THE TASK. Only the closing stretch of the material belongs in the answer: the line containing "use uuid::Uuid;" and every line after it, copied exactly.

###

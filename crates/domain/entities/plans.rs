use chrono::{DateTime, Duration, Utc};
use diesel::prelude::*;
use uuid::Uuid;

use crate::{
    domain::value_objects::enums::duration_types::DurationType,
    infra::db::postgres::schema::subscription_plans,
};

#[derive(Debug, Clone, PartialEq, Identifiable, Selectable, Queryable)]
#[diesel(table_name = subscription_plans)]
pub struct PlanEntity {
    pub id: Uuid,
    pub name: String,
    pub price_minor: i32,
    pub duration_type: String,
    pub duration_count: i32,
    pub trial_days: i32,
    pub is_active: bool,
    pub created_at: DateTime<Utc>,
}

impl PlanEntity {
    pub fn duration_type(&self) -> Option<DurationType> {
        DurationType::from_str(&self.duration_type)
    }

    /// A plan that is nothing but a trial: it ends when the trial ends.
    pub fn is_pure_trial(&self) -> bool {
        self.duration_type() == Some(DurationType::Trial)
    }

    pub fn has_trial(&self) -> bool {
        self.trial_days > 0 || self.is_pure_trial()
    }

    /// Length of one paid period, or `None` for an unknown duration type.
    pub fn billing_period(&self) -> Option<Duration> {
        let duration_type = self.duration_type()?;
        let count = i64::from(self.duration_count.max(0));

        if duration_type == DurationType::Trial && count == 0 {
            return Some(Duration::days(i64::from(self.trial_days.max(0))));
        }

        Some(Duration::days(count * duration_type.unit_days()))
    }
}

###

RESPONSE TO THIS EXERCISE.
use uuid::Uuid;

use crate::{
    domain::value_objects::enums::duration_types::DurationType,
    infra::db::postgres::schema::subscription_plans,
};

#[derive(Debug, Clone, PartialEq, Identifiable, Selectable, Queryable)]
#[diesel(table_name = subscription_plans)]
pub struct PlanEntity {
    pub id: Uuid,
    pub name: String,
    pub price_minor: i32,
    pub duration_type: String,
    pub duration_count: i32,
    pub trial_days: i32,
    pub is_active: bool,
    pub created_at: DateTime<Utc>,
}

impl PlanEntity {
    pub fn duration_type(&self) -> Option<DurationType> {
        DurationType::from_str(&self.duration_type)
    }

    /// A plan that is nothing but a trial: it ends when the trial ends.
    pub fn is_pure_trial(&self) -> bool {
        self.duration_type() == Some(DurationType::Trial)
    }

    pub fn has_trial(&self) -> bool {
        self.trial_days > 0 || self.is_pure_trial()
    }

    /// Length of one paid period, or `None` for an unknown duration type.
    pub fn billing_period(&self) -> Option<Duration> {
        let duration_type = self.duration_type()?;
        let count = i64::from(self.duration_count.max(0));

        if duration_type == DurationType::Trial && count == 0 {
            return Some(Duration::days(i64::from(self.trial_days.max(0))));
        }

        Some(Duration::days(count * duration_type.unit_days()))
    }
}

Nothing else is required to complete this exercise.